I think Nelson said he was coming and bringing his father too...

Definitely Attending:
Blueface - Carlos (The Sex Machin)
Carlito's Way - Carlos Jr. (aka Carlito)
Blueface's dad - (dad have a name Carlos?)
Ron1YY - Ron (aka Crash Helmet)
Vic (from LJ's)
Neuromancer - Marc (T.S. Eliot - the namer of names...see who can figure out that reference...)
WinterMute - Jacob (aka Mr. Bring-It)
MaduroFan - Bill (Salty Old Sea Dog)
Miami - ?
CobraSkip - Skip (ummm...Cobra?)

Need confirmation:
Nely - Nelson (The Pastelito Kid...that's a hint, Nelson!)
Nely's dad (you too, Nelson...want to give pop a name?)
MiamiE - Eric (Mr. BB&B and/or The Prodigal Son)
Illuminatus (you don't want to miss this one, Nickie-poo...)

Not attending and may not be forgiven for bailing out on us:
OpusXOX - Skip (some hokey claim about needing to be in Ohio...no one NEEDS to be in Ohio)
Altharp - Andrew (says his brother's getting married in the Carolina's...HEY! Who's more important? *US* or your brother? Be careful how you answer this, this is a test!)

Anyone else out there have the guts to meet up with the South Florida Wrecking Crew? :mn


----------



## Ron1YY (Mar 3, 2005)

Neuromancer said:


> I think Nelson said he was coming and bringing his father too...
> 
> Definitely Attending:
> Blueface - Carlos (The Sex Machin)
> ...


How about this!!!

http://www.english.uiuc.edu/maps/poets/a_f/eliot/life.htm

Ron


----------



## Blueface (May 28, 2005)

Ron1YY said:


> How about this!!!
> 
> http://www.english.uiuc.edu/maps/poets/a_f/eliot/life.htm
> 
> Ron


Spoke to Nelson.
He will be there along with his dad and another relative.


----------



## illuminatus (Oct 20, 2005)

To quote Carlos... "I'M IN I'M IN I'M IN!!!!!!!!!!"

:r


----------



## Neuromancer (Sep 7, 2005)

Ron1YY said:


> How about this!!!
> 
> http://www.english.uiuc.edu/maps/poets/a_f/eliot/life.htm
> 
> Ron


Close, BUT, *NO CIGAR!!!* 

PS - You have to be more specific re "the naming of names"...
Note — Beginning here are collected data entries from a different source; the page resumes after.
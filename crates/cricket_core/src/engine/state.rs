//! Match state aggregate.
//!
//! `MatchState` is the single value a scorer session owns. It is created once
//! per match and mutated only through the engine operations in this module's
//! siblings (`bowling`, `ball`, `lifecycle`). The caller owns storage: load a
//! snapshot, apply one operation, store the result.

use chrono::{DateTime, Utc};
use serde::{Deserialize, Serialize};
use std::collections::VecDeque;

use crate::config::ScoringConfig;
use crate::error::{Result, ScoringError};
use crate::models::{
    FeedEntry, FeedTag, InningsScore, MatchInfo, MatchSetup, PlayerId, StatsBook, TeamScores,
    TeamSide, Teams, BALLS_PER_OVER,
};

#[derive(Debug, Clone, Copy, PartialEq, Eq, Serialize, Deserialize)]
#[serde(rename_all = "SCREAMING_SNAKE_CASE")]
pub enum MatchStatus {
    Innings1,
    Innings2,
    Completed,
}

/// First-innings total, frozen when the innings closes.
#[derive(Debug, Clone, Copy, PartialEq, Eq, Serialize, Deserialize)]
pub struct InningsSummary {
    pub batting_team: TeamSide,
    pub score: InningsScore,
}

#[derive(Debug, Clone, PartialEq, Serialize, Deserialize)]
pub struct MatchState {
    pub(crate) info: MatchInfo,
    pub(crate) status: MatchStatus,
    pub(crate) innings_number: u8,
    pub(crate) overs_limit: u32,
    pub(crate) batting_team: TeamSide,
    pub(crate) bowling_team: TeamSide,
    pub(crate) teams: Teams,
    pub(crate) score: TeamScores,

    // Batting rotation
    pub(crate) batting_order: Vec<PlayerId>,
    pub(crate) next_batter_index: usize,
    pub(crate) striker: Option<PlayerId>,
    pub(crate) non_striker: Option<PlayerId>,
    /// Batters dismissed in the current innings
    #[serde(default)]
    pub(crate) dismissed: Vec<PlayerId>,

    // Bowling rotation
    pub(crate) current_bowler: Option<PlayerId>,
    pub(crate) last_over_bowler: Option<PlayerId>,
    pub(crate) over_in_progress: bool,
    /// Legal-ball count at which the last over ended; stops a boundary firing twice
    #[serde(default)]
    pub(crate) over_boundary_at: Option<u32>,
    /// Overs ended this innings, natural or forced
    #[serde(default)]
    pub(crate) overs_ended: u32,

    #[serde(default)]
    pub(crate) first_innings: Option<InningsSummary>,
    pub(crate) stats: StatsBook,
    /// Newest first
    pub(crate) feed: VecDeque<FeedEntry>,
}

/// Create a match with the default configuration.
pub fn create_match(setup: &MatchSetup) -> Result<MatchState> {
    MatchState::new(setup, &ScoringConfig::default())
}

impl MatchState {
    pub fn new(setup: &MatchSetup, config: &ScoringConfig) -> Result<Self> {
        Self::new_at(setup, config, Utc::now())
    }

    pub fn new_at(setup: &MatchSetup, config: &ScoringConfig, at: DateTime<Utc>) -> Result<Self> {
        setup.validate_with(config)?;
        let teams = setup.teams()?;
        let info = MatchInfo::from_setup(setup, at);
        let batting_team = info.batting_first;

        tracing::info!(
            match_id = %info.match_id,
            title = %info.title,
            overs = setup.overs_limit,
            batting_first = %batting_team,
            "match created"
        );

        Ok(Self {
            status: MatchStatus::Innings1,
            innings_number: 1,
            overs_limit: setup.overs_limit,
            batting_team,
            bowling_team: batting_team.opponent(),
            batting_order: teams.roster(batting_team).players().to_vec(),
            teams,
            score: TeamScores::default(),
            next_batter_index: 0,
            striker: None,
            non_striker: None,
            dismissed: Vec::new(),
            current_bowler: None,
            last_over_bowler: None,
            over_in_progress: false,
            over_boundary_at: None,
            overs_ended: 0,
            first_innings: None,
            stats: StatsBook::new(),
            feed: VecDeque::new(),
            info,
        })
    }

    // ========================
    // Read access
    // ========================

    pub fn info(&self) -> &MatchInfo {
        &self.info
    }

    pub fn status(&self) -> MatchStatus {
        self.status
    }

    pub fn is_completed(&self) -> bool {
        self.status == MatchStatus::Completed
    }

    pub fn innings_number(&self) -> u8 {
        self.innings_number
    }

    pub fn overs_limit(&self) -> u32 {
        self.overs_limit
    }

    pub fn batting_team(&self) -> TeamSide {
        self.batting_team
    }

    pub fn bowling_team(&self) -> TeamSide {
        self.bowling_team
    }

    pub fn teams(&self) -> &Teams {
        &self.teams
    }

    pub fn score(&self, side: TeamSide) -> &InningsScore {
        self.score.get(side)
    }

    /// Score of the side currently batting.
    pub fn current_score(&self) -> &InningsScore {
        self.score.get(self.batting_team)
    }

    pub fn batting_order(&self) -> &[PlayerId] {
        &self.batting_order
    }

    pub fn striker(&self) -> Option<&PlayerId> {
        self.striker.as_ref()
    }

    pub fn non_striker(&self) -> Option<&PlayerId> {
        self.non_striker.as_ref()
    }

    pub fn current_bowler(&self) -> Option<&PlayerId> {
        self.current_bowler.as_ref()
    }

    pub fn last_over_bowler(&self) -> Option<&PlayerId> {
        self.last_over_bowler.as_ref()
    }

    pub fn over_in_progress(&self) -> bool {
        self.over_in_progress
    }

    pub fn first_innings(&self) -> Option<&InningsSummary> {
        self.first_innings.as_ref()
    }

    pub fn stats(&self) -> &StatsBook {
        &self.stats
    }

    pub fn is_dismissed(&self, player: &PlayerId) -> bool {
        self.dismissed.contains(player)
    }

    /// Legal balls allowed per innings.
    pub fn innings_ball_limit(&self) -> u32 {
        self.overs_limit * BALLS_PER_OVER
    }

    /// Up to `limit` feed entries, newest first.
    pub fn feed(&self, limit: usize) -> Vec<&FeedEntry> {
        self.feed.iter().take(limit).collect()
    }

    pub fn feed_len(&self) -> usize {
        self.feed.len()
    }

    pub(crate) fn ensure_not_completed(&self) -> Result<()> {
        if self.is_completed() {
            return Err(ScoringError::Precondition("match already completed".to_string()));
        }
        Ok(())
    }

    /// Feed entry positioned at the current legal-ball count.
    pub(crate) fn push_lifecycle_entry(
        &mut self,
        tag: FeedTag,
        description: String,
        at: DateTime<Utc>,
    ) {
        let balls = self.current_score().legal_balls;
        self.feed.push_front(FeedEntry {
            timestamp: at,
            over_number: balls / BALLS_PER_OVER,
            ball_in_over: balls % BALLS_PER_OVER,
            tag,
            description,
        });
    }

    /// Snapshot as JSON.
    pub fn to_json(&self) -> Result<String> {
        Ok(serde_json::to_string(self)?)
    }

    pub fn from_json(json: &str) -> Result<Self> {
        Ok(serde_json::from_str(json)?)
    }
}


#[cfg(test)]
mod tests {
    use super::test_support::*;
    use super::*;

    #[test]
    fn test_new_match_initial_state() {
        let state = new_match(20);
        assert_eq!(state.status(), MatchStatus::Innings1);
        assert_eq!(state.innings_number(), 1);
        assert_eq!(state.batting_team(), TeamSide::TeamA);
        assert_eq!(state.bowling_team(), TeamSide::TeamB);
        assert_eq!(state.batting_order().len(), 4);
        assert!(!state.over_in_progress());
        assert!(state.striker().is_none());
        assert_eq!(state.feed_len(), 0);
        assert!(state.stats().batters.is_empty());
        assert_eq!(state.innings_ball_limit(), 120);
    }

    #[test]
    fn test_batting_first_team_b_uses_team_b_order() {
        let setup = MatchSetup::new("T", 5, names(&["A1", "A2"]), names(&["B1", "B2", "B3"]))
            .with_batting_first(TeamSide::TeamB);
        let state = create_match(&setup).unwrap();
        assert_eq!(state.batting_team(), TeamSide::TeamB);
        assert_eq!(state.batting_order(), &[pid("B1"), pid("B2"), pid("B3")]);
    }

    #[test]
    fn test_create_match_rejects_invalid_setup() {
        let setup = MatchSetup::new("T", 0, names(&["A1", "A2"]), names(&["B1", "B2"]));
        assert!(create_match(&setup).unwrap_err().is_validation());
    }

    #[test]
    fn test_json_snapshot_roundtrip_preserves_state() {
        let mut state = started_match(2);
        state.record_ball_at(crate::models::BallOutcome::runs(4), fixed_time()).unwrap();

        let restored = MatchState::from_json(&state.to_json().unwrap()).unwrap();
        assert_eq!(restored, state);
    }

    #[test]
    fn test_status_serializes_like_scoreboard() {
        assert_eq!(serde_json::to_string(&MatchStatus::Innings2).unwrap(), "\"INNINGS2\"");
    }
}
PSS - Anyone hear from Knuckles (Marty) lately?


----------



## Nely (Nov 11, 2004)

illuminatus said:


> .. And has anybody heard from the inambulatory one who loves the morronga so much?


This one-legged monkey is going to kick you where the sun don't shine boy! 
I'll be there...and yes Marc, I got the hint.


----------



## illuminatus (Oct 20, 2005)

Nely said:


> This one-legged monkey is going to kick you where the sun don't shine boy!
> I'll be there...and yes Marc, I got the hint.


Bwahaha.. bring it on, that's all I gotta say!

Ok guys, I'll be there on one of two conditions... Either:

A. I can't drink (much :r)

or

B. Someone has to let me crash somewhere. I don't care if it's a sofa, a floor, or the backseat of a car. I just need somewhere to recueperate before the drive back.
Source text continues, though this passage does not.